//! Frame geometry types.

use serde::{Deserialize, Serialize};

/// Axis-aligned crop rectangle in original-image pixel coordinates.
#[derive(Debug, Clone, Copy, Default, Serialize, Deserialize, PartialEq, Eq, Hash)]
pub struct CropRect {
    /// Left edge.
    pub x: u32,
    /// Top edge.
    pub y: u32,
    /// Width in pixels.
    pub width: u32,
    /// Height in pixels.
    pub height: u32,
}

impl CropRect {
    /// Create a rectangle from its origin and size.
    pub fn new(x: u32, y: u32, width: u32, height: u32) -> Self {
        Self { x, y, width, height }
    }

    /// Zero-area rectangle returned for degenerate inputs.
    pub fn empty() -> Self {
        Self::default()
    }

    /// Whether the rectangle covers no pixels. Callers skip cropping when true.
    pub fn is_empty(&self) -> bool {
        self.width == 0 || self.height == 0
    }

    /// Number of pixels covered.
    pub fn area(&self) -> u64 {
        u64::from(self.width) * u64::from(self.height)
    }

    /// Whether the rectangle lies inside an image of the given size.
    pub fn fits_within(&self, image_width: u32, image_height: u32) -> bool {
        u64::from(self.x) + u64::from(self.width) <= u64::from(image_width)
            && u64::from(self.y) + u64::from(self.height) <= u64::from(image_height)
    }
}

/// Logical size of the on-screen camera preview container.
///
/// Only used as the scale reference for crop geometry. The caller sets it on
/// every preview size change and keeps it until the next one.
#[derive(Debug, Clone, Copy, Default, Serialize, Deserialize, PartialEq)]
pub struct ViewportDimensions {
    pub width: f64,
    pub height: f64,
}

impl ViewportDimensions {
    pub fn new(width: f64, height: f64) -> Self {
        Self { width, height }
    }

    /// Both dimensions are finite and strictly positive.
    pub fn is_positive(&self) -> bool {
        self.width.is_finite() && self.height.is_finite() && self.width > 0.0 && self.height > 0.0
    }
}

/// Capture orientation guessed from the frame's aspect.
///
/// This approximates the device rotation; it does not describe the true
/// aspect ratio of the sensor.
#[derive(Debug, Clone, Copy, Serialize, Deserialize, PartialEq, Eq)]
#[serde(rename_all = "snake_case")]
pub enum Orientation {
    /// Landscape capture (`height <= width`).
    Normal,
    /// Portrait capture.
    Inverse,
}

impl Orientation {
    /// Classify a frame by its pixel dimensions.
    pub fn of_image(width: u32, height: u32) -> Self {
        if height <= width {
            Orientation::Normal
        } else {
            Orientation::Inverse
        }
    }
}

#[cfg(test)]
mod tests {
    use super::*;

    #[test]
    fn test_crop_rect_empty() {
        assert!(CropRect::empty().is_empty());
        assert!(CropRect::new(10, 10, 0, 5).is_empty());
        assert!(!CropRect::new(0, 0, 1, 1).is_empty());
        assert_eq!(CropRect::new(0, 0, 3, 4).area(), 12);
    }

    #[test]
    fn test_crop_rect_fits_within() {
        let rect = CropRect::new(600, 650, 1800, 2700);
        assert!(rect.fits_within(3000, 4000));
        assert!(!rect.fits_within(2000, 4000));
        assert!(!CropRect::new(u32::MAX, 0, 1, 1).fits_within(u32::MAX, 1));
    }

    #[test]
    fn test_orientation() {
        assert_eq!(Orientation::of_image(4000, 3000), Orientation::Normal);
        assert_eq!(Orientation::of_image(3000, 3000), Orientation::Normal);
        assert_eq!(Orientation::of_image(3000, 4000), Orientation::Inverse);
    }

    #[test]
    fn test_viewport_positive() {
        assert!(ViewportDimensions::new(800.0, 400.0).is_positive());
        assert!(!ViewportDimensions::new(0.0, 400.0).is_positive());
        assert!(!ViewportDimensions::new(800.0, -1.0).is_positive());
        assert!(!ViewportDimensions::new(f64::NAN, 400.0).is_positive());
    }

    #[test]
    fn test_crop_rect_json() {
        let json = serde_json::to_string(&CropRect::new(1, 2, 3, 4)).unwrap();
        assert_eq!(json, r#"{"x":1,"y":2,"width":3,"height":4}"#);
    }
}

┄┄┄┄┄┄┄┄┄┄┄┄┄┄┄┄┄┄┄┄

▶ About this task
Would you return all lines from the preceding listing that contain the word "area"?

▶ Final answer
    /// Zero-area rectangle returned for degenerate inputs.
    pub fn area(&self) -> u64 {
        assert_eq!(CropRect::new(0, 0, 3, 4).area(), 12);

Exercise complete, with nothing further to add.